Work required |
Lines with "names" in them are to be located in the listing below and copied.

Extracted information |
*****

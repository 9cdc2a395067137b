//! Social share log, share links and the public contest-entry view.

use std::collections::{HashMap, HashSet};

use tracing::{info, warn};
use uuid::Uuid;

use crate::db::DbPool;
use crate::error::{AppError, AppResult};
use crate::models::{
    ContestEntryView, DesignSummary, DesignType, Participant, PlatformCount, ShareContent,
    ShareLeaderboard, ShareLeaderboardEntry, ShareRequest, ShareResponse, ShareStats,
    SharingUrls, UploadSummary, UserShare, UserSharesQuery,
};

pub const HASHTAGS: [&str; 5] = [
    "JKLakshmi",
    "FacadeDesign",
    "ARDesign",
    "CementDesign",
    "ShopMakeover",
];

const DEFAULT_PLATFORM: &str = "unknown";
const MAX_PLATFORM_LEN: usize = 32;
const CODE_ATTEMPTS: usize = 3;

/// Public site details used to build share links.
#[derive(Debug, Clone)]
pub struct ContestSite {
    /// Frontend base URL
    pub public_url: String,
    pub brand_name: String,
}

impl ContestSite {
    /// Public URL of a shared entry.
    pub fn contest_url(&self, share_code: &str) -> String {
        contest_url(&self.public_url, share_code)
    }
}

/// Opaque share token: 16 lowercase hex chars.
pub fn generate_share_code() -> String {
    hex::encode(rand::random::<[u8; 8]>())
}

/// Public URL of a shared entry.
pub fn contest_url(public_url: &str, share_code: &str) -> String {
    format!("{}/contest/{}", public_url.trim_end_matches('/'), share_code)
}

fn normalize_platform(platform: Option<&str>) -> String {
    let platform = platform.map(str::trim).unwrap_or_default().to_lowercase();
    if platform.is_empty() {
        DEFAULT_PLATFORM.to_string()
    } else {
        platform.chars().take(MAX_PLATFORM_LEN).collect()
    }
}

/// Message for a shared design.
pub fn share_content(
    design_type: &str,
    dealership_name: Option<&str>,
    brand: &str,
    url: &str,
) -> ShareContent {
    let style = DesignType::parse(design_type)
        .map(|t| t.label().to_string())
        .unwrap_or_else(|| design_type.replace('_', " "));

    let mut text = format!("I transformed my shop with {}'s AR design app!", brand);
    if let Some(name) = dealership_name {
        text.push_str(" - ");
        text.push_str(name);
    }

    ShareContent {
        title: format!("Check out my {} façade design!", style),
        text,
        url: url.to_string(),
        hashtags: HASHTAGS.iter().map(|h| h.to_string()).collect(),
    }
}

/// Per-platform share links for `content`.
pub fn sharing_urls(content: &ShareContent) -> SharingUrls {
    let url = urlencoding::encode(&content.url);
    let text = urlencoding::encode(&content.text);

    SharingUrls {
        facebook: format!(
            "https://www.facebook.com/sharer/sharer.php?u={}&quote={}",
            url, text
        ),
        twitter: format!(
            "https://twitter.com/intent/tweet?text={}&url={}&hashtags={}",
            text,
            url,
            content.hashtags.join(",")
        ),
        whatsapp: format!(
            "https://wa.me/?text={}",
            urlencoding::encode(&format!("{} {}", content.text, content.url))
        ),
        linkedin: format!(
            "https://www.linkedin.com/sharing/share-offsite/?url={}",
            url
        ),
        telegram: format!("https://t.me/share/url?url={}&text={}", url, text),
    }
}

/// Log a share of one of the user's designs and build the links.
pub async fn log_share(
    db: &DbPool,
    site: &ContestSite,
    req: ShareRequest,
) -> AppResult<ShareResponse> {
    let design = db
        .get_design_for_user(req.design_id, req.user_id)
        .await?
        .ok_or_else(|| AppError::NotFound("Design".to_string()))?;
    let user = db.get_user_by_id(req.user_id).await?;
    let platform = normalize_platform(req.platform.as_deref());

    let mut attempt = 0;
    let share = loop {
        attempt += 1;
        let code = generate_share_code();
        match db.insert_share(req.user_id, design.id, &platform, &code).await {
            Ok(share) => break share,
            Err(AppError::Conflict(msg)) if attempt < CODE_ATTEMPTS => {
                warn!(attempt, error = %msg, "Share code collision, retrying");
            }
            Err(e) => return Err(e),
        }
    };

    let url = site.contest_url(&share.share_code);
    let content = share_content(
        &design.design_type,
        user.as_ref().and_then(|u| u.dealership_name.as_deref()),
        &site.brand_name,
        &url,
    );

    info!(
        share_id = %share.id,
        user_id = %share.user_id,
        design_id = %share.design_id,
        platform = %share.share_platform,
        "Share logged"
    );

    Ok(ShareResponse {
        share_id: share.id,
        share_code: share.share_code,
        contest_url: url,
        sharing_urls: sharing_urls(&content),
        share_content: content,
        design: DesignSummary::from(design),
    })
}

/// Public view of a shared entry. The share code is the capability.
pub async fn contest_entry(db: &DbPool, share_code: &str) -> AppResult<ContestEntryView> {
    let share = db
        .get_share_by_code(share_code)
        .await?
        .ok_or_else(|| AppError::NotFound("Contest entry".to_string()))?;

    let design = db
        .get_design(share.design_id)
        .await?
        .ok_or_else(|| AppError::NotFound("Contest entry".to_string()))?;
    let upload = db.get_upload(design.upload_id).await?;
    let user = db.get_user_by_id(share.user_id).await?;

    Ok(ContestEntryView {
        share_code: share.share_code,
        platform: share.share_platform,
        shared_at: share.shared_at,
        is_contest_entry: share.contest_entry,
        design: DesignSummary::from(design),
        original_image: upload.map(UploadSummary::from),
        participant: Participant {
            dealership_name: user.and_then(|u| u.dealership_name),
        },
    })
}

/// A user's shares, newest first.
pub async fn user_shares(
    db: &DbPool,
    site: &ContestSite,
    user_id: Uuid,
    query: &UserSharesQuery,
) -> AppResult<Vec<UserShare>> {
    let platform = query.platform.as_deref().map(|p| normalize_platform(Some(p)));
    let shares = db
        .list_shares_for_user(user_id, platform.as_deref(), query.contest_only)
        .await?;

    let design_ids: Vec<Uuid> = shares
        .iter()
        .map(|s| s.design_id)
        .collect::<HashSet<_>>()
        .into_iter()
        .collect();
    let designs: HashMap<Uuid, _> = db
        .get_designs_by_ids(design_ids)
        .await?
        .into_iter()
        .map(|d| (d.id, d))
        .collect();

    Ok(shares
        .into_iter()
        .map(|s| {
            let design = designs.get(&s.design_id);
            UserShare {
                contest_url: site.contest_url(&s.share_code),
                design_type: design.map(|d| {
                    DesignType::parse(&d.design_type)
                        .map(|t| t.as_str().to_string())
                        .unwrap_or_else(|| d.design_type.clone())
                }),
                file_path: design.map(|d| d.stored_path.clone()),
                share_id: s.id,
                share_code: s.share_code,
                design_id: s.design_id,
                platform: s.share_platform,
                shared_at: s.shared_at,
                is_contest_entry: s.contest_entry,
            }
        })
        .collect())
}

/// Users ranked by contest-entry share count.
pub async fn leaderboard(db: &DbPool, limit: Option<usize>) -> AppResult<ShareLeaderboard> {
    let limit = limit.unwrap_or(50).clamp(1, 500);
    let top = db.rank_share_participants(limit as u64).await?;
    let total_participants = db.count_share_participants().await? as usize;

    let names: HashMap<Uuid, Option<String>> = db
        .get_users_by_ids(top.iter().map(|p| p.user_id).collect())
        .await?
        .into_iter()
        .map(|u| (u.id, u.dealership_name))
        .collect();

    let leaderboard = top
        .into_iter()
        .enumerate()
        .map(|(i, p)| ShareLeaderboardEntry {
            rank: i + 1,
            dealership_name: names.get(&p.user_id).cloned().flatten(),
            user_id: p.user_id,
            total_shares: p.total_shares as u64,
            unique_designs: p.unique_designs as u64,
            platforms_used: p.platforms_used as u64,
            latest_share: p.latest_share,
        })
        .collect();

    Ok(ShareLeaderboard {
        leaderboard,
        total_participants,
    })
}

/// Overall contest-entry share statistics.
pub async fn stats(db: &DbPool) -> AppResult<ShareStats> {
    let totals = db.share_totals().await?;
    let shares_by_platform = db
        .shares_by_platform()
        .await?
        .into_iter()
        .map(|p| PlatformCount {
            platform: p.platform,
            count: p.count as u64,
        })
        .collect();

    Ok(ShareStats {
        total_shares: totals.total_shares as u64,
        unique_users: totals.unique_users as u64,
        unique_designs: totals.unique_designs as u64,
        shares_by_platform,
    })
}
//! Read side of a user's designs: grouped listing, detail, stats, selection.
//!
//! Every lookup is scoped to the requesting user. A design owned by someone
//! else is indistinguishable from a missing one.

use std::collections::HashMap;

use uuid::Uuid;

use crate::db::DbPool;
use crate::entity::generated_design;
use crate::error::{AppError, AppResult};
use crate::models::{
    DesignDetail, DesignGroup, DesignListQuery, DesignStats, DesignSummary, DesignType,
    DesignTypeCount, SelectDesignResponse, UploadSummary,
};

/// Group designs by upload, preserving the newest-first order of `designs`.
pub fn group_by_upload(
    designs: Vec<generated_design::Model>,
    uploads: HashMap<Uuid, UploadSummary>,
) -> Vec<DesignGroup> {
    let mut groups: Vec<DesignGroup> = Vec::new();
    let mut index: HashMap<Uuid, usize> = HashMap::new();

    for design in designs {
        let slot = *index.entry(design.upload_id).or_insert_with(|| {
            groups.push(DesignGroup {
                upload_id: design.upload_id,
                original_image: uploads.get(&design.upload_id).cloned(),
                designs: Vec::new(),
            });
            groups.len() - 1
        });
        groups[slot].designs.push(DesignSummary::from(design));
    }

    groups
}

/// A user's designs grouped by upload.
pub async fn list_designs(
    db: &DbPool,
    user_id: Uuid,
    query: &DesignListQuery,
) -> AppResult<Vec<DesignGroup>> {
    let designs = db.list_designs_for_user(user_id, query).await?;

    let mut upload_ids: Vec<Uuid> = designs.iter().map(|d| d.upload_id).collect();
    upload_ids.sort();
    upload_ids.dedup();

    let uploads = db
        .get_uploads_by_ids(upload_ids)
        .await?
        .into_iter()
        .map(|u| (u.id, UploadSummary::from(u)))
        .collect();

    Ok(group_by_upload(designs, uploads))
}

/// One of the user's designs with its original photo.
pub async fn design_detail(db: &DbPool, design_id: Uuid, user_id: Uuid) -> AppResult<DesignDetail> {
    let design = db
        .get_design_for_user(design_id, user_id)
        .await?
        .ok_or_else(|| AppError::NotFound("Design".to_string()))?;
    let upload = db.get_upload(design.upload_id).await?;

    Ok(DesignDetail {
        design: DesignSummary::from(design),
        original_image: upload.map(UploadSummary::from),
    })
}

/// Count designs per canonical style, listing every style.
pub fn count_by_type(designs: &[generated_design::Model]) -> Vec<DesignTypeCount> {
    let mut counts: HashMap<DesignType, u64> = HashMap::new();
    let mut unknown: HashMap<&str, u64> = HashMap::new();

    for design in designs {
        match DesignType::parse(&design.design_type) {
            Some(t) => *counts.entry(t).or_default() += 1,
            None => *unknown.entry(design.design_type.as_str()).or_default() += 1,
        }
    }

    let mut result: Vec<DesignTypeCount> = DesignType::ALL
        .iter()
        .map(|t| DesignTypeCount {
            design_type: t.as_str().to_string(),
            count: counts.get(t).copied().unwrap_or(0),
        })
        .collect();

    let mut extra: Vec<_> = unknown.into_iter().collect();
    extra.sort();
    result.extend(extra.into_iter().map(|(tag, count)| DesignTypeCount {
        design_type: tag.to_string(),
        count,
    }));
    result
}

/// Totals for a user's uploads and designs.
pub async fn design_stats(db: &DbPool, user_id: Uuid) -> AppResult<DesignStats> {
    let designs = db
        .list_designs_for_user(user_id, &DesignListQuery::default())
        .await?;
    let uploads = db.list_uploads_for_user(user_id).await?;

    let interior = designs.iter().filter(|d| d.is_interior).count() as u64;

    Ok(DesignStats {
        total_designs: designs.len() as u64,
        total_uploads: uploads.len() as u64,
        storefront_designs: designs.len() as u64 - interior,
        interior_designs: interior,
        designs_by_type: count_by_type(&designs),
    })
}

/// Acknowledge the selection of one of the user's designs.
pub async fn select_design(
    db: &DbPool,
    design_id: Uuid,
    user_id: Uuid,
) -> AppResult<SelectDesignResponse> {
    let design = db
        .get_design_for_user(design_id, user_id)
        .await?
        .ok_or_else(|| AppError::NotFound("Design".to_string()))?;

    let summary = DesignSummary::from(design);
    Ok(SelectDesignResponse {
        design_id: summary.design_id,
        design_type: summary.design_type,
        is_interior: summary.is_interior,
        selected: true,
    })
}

*****

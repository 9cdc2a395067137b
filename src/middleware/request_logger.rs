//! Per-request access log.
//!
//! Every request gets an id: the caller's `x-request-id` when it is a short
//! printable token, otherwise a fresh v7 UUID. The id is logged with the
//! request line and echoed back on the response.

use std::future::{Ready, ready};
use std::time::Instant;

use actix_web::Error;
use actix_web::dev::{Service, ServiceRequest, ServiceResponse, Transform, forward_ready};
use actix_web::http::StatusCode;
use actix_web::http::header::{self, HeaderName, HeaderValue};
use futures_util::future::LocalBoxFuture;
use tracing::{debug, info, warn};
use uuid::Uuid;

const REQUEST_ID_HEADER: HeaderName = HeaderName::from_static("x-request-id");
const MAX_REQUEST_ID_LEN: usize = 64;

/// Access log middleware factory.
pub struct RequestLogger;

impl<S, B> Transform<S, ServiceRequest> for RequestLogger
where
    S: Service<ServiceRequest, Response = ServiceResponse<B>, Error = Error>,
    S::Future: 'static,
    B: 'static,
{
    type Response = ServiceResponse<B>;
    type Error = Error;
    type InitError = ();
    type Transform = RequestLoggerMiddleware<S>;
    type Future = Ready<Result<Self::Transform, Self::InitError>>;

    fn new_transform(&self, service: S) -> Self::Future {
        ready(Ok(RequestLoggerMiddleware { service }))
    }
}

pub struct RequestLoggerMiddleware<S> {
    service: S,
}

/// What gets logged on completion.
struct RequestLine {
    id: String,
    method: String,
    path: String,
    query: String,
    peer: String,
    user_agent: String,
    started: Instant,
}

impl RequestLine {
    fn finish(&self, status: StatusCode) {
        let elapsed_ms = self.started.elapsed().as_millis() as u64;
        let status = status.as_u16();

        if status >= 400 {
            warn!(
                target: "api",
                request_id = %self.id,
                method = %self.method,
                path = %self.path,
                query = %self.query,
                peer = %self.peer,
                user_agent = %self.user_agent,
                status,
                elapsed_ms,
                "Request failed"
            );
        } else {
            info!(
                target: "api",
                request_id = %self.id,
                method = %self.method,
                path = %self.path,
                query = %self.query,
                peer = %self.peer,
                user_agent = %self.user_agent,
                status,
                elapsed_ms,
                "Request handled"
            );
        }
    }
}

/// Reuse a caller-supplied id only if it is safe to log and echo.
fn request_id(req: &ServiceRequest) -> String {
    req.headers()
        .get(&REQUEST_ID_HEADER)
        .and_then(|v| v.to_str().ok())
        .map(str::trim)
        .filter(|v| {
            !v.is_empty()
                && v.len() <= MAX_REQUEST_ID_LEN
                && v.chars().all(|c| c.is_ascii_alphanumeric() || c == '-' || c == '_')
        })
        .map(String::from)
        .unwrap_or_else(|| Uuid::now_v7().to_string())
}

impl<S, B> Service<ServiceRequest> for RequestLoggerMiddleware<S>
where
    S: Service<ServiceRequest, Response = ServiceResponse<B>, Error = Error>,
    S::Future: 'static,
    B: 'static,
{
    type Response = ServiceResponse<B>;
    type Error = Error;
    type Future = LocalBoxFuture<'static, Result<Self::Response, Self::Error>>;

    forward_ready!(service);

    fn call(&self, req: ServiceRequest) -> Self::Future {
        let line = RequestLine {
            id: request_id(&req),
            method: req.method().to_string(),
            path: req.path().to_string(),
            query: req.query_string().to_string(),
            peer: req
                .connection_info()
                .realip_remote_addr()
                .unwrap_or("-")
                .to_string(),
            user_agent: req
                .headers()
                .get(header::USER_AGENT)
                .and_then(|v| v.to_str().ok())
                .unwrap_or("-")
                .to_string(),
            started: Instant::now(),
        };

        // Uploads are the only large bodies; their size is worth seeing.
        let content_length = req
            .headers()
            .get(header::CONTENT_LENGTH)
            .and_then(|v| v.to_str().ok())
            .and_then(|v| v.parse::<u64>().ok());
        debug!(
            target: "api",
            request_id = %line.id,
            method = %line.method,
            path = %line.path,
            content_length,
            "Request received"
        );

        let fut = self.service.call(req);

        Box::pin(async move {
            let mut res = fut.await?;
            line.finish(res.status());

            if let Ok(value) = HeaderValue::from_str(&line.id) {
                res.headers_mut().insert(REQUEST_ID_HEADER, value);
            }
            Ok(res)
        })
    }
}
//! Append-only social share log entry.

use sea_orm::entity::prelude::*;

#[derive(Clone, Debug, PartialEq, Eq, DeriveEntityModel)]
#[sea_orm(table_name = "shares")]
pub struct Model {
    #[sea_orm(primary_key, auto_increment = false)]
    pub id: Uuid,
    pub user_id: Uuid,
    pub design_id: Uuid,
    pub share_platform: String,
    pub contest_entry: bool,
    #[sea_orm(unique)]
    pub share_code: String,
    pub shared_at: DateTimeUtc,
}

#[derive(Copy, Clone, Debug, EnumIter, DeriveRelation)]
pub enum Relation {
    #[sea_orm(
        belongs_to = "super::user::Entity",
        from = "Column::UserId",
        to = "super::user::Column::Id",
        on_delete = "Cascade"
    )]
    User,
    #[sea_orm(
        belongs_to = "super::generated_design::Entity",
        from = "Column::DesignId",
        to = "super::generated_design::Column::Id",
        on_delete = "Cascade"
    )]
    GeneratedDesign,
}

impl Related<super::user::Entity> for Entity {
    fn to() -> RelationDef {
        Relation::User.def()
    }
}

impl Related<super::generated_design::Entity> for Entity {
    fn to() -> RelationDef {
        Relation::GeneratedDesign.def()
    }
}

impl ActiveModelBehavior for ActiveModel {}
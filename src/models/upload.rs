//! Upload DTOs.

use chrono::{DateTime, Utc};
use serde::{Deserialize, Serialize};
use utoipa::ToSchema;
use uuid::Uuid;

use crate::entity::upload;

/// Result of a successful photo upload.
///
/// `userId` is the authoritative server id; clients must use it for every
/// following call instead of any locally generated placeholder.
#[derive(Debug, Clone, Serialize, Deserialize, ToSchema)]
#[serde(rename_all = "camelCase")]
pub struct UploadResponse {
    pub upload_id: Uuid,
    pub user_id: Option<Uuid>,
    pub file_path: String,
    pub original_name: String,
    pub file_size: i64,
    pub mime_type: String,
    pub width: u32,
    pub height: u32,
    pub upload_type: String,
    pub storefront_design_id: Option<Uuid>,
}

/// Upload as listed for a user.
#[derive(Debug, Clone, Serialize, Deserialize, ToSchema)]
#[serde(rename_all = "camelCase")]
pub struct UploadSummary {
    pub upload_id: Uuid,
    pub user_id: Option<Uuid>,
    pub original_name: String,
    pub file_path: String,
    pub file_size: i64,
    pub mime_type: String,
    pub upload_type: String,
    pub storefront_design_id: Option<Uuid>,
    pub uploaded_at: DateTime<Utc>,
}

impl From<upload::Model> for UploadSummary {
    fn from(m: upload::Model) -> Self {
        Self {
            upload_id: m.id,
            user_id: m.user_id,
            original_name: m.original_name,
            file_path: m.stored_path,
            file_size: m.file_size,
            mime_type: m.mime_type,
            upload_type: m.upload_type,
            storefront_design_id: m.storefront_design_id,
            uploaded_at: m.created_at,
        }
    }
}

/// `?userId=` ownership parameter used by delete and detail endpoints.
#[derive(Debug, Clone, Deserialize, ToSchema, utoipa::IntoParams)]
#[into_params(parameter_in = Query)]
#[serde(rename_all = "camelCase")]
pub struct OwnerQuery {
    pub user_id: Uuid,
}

*****

Task answer |
    let names: HashMap<Uuid, Option<String>> = db
            dealership_name: names.get(&p.user_id).cloned().flatten(),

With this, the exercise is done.